* [Exercise directions]: Look through the records, and whenever a line includes the word "current", copy it.

*** Opening Provided data ***

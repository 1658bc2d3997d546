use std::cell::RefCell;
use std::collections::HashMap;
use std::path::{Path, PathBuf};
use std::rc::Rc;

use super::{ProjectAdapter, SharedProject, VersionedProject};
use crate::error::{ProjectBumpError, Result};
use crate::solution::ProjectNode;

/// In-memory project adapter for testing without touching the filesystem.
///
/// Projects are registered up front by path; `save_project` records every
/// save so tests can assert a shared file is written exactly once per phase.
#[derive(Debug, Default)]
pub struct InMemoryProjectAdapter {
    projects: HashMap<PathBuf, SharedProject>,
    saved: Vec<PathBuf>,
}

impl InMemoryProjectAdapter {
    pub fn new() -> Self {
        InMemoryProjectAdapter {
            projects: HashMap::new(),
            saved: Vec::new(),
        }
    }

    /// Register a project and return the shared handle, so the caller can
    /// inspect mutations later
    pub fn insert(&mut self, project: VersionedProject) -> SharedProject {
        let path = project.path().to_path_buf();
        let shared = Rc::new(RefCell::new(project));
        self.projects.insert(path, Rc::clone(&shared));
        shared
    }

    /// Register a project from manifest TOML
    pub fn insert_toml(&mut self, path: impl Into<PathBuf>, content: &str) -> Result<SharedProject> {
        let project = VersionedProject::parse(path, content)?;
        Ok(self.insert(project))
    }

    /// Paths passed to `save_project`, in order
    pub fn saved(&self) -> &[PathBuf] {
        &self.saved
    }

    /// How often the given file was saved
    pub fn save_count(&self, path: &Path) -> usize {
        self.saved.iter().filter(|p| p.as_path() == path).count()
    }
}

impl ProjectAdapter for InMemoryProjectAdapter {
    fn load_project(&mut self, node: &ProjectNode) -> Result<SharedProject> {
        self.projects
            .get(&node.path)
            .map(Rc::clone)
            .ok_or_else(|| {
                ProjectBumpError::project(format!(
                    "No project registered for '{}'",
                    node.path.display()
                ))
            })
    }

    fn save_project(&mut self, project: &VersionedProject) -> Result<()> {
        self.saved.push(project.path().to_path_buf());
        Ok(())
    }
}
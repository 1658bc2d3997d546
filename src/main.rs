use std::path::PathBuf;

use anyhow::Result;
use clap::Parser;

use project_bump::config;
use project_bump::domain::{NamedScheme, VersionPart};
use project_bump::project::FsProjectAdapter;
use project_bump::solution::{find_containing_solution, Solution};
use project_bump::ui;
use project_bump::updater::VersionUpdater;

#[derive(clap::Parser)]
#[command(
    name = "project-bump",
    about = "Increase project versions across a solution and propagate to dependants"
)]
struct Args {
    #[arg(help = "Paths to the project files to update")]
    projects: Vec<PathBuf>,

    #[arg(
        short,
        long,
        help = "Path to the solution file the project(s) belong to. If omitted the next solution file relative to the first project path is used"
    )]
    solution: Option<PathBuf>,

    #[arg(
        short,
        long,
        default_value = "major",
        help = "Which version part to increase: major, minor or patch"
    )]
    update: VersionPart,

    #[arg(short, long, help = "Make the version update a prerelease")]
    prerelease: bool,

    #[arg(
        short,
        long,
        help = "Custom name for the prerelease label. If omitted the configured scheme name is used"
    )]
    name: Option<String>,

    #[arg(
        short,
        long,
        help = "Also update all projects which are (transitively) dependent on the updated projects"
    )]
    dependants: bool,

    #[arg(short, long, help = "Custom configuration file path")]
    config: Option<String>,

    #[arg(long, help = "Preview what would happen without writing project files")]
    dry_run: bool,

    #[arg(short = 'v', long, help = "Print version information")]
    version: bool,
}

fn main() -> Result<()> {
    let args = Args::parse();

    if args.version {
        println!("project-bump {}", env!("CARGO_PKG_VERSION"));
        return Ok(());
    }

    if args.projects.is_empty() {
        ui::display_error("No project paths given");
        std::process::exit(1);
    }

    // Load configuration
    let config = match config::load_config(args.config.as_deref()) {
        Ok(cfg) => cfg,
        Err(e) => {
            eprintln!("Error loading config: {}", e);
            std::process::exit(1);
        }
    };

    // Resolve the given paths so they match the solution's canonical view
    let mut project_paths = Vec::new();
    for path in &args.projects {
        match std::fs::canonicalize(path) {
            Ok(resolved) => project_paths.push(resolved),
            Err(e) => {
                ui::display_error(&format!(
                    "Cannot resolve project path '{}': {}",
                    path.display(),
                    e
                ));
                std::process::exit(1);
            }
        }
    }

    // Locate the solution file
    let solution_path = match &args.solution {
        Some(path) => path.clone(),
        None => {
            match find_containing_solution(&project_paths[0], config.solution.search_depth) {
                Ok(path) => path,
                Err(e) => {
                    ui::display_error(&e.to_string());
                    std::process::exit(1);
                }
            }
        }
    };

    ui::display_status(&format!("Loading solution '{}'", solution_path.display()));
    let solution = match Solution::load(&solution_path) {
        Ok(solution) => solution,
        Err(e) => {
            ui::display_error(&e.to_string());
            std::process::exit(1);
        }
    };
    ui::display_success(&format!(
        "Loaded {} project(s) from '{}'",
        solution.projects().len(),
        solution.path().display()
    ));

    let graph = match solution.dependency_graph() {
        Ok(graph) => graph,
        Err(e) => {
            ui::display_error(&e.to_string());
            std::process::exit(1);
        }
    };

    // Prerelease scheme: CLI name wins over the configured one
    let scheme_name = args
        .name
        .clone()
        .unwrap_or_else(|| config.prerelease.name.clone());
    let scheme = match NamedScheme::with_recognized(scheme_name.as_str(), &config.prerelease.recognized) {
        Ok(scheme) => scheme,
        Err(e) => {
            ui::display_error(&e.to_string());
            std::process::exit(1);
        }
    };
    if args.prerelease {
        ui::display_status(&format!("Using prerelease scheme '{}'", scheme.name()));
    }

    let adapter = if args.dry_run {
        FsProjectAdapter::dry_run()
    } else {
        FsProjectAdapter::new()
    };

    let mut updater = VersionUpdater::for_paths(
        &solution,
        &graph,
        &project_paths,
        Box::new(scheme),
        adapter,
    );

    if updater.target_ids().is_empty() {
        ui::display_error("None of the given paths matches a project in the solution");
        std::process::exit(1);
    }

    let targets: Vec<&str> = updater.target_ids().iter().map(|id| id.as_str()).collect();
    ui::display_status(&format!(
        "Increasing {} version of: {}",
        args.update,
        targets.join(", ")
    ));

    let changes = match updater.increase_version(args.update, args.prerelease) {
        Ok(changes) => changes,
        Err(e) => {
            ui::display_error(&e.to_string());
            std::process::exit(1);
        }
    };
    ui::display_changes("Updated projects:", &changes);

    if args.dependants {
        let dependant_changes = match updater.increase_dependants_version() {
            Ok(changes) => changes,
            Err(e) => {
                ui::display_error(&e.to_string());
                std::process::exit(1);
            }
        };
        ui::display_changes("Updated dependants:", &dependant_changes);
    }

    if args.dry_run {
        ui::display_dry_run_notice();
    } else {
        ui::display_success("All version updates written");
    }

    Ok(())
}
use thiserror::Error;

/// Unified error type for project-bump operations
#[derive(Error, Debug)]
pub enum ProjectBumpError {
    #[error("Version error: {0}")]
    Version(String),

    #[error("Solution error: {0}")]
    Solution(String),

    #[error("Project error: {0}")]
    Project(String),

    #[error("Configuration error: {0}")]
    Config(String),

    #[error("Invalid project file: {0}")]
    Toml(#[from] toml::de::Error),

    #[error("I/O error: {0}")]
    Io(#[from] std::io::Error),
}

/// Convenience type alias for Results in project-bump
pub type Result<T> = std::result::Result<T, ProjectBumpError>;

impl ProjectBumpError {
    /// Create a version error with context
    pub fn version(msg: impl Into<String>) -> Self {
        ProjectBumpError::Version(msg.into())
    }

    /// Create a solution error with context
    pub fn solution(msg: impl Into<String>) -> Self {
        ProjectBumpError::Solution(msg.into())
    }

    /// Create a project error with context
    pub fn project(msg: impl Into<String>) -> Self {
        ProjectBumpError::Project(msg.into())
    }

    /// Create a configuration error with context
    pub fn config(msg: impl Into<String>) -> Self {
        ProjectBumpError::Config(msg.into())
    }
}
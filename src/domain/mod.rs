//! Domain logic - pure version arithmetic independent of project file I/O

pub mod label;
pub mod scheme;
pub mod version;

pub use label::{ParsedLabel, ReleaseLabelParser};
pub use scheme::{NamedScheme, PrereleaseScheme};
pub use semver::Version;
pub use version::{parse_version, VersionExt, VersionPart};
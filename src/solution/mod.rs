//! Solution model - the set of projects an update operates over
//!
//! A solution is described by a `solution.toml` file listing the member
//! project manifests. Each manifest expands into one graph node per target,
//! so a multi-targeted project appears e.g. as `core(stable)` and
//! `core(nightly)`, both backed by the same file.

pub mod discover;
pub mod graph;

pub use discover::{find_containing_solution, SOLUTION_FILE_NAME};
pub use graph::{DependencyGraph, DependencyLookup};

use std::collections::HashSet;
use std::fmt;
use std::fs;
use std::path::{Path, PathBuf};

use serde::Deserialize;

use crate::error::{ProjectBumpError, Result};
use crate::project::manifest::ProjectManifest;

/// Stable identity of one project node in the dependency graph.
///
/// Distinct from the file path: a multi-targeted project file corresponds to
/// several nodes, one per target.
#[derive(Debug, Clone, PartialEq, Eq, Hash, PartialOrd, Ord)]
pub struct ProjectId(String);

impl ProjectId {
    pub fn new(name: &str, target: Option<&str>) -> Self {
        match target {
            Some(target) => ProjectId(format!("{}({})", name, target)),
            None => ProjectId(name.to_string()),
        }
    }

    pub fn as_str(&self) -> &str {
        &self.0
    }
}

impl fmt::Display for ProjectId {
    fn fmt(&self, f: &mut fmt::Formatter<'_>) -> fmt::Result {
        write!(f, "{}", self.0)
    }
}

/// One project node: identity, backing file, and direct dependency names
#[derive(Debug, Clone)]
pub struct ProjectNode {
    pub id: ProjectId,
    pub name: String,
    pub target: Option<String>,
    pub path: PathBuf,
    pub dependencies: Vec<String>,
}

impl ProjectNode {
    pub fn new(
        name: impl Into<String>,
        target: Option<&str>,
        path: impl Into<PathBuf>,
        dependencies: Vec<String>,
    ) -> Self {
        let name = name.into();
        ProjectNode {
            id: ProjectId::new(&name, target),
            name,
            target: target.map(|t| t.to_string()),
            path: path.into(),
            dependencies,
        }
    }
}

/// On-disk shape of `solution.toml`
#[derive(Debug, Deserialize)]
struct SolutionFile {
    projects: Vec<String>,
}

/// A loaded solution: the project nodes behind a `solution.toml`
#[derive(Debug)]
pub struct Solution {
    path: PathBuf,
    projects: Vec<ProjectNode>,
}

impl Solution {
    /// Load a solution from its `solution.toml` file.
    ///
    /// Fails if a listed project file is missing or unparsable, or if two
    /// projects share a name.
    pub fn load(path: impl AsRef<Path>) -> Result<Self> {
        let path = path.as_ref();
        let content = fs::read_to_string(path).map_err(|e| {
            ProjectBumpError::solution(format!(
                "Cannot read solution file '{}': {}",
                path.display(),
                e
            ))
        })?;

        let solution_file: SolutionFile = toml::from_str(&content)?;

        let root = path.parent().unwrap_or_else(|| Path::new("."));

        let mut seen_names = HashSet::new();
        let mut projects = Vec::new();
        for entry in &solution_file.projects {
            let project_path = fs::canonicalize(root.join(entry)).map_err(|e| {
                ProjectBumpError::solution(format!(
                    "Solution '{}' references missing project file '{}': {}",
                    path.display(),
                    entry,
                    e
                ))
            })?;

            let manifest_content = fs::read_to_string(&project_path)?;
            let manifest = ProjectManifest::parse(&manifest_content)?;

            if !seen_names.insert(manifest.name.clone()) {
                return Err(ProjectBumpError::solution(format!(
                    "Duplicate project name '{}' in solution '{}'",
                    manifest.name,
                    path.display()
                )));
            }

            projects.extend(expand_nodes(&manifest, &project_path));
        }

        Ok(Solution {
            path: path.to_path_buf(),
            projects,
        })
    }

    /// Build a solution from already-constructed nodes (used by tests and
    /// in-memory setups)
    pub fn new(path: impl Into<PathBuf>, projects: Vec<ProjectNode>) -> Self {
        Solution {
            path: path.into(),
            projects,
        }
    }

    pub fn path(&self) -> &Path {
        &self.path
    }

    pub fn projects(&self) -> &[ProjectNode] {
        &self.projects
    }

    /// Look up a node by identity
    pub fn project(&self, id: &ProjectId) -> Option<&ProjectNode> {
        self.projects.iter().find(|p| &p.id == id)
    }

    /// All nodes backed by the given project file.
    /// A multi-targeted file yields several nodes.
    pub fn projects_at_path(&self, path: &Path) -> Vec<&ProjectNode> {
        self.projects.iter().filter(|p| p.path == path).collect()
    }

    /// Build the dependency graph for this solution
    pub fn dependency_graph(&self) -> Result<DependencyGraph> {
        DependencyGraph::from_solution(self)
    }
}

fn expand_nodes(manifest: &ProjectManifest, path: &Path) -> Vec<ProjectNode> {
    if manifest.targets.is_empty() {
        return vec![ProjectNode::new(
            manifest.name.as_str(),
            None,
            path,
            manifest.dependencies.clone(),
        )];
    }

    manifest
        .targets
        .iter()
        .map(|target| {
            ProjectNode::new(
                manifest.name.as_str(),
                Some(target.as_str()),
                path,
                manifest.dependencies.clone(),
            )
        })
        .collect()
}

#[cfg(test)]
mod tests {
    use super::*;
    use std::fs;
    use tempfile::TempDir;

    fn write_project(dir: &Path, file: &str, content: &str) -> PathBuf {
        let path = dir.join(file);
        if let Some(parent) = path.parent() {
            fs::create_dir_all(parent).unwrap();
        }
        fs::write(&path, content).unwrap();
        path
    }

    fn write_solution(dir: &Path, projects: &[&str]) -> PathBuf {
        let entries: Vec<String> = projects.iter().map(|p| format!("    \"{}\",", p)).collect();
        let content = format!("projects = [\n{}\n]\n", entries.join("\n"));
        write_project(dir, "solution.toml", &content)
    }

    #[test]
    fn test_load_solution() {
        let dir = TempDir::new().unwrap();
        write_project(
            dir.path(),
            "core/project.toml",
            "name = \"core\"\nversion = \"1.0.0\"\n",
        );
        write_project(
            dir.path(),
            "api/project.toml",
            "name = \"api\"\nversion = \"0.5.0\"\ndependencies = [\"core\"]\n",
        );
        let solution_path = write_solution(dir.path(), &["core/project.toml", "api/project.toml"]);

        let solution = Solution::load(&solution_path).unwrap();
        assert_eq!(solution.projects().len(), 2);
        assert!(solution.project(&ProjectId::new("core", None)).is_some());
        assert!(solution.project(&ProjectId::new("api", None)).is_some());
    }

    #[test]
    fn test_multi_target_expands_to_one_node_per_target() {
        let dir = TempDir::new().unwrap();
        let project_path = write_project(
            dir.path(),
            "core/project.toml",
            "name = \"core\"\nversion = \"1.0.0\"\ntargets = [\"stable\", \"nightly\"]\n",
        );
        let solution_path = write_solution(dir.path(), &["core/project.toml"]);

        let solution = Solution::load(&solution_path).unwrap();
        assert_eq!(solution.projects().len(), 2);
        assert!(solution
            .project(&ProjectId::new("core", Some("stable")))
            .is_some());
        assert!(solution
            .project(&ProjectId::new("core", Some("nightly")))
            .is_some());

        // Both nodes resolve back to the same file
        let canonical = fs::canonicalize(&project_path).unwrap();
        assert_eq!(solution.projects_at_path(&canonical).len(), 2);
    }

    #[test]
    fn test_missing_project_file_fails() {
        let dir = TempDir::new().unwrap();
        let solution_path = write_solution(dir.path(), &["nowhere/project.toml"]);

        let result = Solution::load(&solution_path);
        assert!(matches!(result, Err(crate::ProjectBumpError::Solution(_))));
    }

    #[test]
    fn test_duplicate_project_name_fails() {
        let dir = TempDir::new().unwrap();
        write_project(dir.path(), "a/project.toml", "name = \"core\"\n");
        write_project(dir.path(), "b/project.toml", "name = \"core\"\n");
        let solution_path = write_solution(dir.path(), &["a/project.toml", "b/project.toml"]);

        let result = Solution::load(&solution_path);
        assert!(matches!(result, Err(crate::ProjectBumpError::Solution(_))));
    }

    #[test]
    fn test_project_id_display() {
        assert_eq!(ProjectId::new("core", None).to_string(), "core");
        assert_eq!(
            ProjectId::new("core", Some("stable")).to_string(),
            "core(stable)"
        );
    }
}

*** Closing Provided data ***
*** Opening Provided data ***

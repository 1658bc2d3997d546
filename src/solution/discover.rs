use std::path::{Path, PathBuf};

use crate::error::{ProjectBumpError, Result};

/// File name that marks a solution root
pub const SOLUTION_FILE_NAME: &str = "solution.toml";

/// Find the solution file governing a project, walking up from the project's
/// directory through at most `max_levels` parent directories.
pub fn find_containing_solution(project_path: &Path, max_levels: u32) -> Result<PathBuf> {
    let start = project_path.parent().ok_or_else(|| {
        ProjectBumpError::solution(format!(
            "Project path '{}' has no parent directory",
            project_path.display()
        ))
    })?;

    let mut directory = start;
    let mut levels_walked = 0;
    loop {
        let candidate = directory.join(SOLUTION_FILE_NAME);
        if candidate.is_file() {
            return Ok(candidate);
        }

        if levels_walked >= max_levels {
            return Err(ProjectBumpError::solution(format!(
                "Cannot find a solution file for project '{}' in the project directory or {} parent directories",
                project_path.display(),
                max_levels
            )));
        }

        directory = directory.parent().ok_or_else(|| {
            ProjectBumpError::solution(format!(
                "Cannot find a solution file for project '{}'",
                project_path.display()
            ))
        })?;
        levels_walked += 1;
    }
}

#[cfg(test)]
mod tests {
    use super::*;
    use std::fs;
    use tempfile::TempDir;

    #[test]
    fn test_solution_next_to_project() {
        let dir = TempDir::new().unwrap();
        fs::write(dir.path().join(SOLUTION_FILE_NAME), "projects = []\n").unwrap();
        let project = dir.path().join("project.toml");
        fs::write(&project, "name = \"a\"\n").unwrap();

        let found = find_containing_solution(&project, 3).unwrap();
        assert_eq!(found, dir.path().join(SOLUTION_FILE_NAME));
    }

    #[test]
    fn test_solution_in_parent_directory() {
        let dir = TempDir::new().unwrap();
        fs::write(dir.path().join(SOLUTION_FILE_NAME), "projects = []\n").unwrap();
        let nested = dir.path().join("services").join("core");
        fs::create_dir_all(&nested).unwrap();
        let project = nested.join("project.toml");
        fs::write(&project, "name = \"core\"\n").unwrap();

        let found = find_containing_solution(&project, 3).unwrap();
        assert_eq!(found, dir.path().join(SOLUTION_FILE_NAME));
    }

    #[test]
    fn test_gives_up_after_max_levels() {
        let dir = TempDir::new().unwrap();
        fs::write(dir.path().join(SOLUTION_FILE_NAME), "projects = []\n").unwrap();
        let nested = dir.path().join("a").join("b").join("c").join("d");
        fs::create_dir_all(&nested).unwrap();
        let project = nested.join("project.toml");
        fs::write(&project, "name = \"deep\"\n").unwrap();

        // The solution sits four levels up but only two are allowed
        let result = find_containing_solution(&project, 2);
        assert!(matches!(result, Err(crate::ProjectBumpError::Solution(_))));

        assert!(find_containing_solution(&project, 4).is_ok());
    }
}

*** Closing Provided data ***
*** Opening Provided data ***

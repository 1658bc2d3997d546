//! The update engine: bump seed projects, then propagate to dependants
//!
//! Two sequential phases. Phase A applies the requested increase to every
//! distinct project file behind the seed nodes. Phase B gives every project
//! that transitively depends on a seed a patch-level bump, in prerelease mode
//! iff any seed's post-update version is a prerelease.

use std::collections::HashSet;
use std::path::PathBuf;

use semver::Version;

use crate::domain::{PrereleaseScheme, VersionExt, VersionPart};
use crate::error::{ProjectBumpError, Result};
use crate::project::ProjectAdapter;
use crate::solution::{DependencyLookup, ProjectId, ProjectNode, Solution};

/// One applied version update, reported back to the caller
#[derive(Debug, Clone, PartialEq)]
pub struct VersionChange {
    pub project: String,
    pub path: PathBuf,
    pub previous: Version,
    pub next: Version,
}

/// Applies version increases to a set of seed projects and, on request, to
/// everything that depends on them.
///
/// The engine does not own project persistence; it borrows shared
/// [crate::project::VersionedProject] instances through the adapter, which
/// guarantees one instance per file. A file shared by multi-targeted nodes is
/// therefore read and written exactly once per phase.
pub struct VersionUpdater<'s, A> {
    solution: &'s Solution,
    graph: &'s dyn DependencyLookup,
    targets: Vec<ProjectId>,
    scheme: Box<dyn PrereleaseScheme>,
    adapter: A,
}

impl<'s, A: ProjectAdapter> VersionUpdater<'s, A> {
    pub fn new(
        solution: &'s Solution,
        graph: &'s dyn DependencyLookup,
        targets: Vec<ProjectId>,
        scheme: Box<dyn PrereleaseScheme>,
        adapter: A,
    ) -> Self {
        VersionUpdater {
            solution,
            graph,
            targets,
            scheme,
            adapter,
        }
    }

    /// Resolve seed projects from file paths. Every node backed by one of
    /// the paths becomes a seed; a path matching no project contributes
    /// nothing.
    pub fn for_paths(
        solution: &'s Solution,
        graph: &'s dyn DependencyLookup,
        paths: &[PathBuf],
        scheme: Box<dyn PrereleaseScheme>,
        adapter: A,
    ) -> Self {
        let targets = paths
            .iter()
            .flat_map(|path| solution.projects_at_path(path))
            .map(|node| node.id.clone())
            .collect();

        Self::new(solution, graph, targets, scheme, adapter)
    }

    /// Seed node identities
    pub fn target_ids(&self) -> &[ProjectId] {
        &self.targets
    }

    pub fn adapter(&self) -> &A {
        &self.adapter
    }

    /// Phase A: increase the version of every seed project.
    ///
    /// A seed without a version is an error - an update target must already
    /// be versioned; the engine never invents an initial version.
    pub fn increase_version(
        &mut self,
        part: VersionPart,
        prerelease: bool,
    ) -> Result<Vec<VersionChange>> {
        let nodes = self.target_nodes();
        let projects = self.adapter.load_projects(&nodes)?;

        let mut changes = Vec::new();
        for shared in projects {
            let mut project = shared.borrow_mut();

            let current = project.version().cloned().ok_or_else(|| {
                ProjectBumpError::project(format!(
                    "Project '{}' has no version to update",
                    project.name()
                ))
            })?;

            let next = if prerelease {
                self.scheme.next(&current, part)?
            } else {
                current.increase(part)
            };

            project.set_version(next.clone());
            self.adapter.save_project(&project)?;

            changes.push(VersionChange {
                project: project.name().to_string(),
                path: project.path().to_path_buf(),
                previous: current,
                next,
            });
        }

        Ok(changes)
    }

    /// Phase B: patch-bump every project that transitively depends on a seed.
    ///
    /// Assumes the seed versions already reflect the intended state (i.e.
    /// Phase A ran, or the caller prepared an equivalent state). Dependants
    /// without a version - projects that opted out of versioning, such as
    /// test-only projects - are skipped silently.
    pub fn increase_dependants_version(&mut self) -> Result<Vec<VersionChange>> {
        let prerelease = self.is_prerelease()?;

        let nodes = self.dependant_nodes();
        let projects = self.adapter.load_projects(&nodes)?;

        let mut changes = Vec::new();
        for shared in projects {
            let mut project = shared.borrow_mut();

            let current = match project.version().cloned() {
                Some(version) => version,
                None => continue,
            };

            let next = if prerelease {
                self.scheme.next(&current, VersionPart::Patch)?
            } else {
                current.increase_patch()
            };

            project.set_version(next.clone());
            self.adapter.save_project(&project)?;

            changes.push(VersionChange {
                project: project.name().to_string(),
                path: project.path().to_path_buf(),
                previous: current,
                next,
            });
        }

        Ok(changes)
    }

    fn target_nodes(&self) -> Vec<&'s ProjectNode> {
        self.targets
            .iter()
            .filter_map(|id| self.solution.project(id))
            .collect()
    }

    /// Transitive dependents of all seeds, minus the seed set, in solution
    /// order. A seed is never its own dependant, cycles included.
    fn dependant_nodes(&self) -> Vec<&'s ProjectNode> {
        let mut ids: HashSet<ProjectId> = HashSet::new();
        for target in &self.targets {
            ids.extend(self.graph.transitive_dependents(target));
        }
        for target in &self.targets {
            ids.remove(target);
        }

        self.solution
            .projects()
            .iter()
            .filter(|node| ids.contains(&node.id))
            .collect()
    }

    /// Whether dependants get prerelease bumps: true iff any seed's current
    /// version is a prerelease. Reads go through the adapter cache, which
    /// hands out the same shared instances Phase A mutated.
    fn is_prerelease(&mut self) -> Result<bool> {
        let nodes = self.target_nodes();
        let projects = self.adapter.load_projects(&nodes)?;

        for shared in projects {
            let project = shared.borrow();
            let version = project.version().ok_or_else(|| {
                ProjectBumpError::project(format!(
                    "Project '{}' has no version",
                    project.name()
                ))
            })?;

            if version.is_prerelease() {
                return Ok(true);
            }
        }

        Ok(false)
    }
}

*** Closing Provided data ***

* [Response box]:
            let current = project.version().cloned().ok_or_else(|| {
                self.scheme.next(&current, part)?
                current.increase(part)
                previous: current,
            let current = match project.version().cloned() {
                self.scheme.next(&current, VersionPart::Patch)?
                current.increase_patch()
                previous: current,
    /// Whether dependants get prerelease bumps: true iff any seed's current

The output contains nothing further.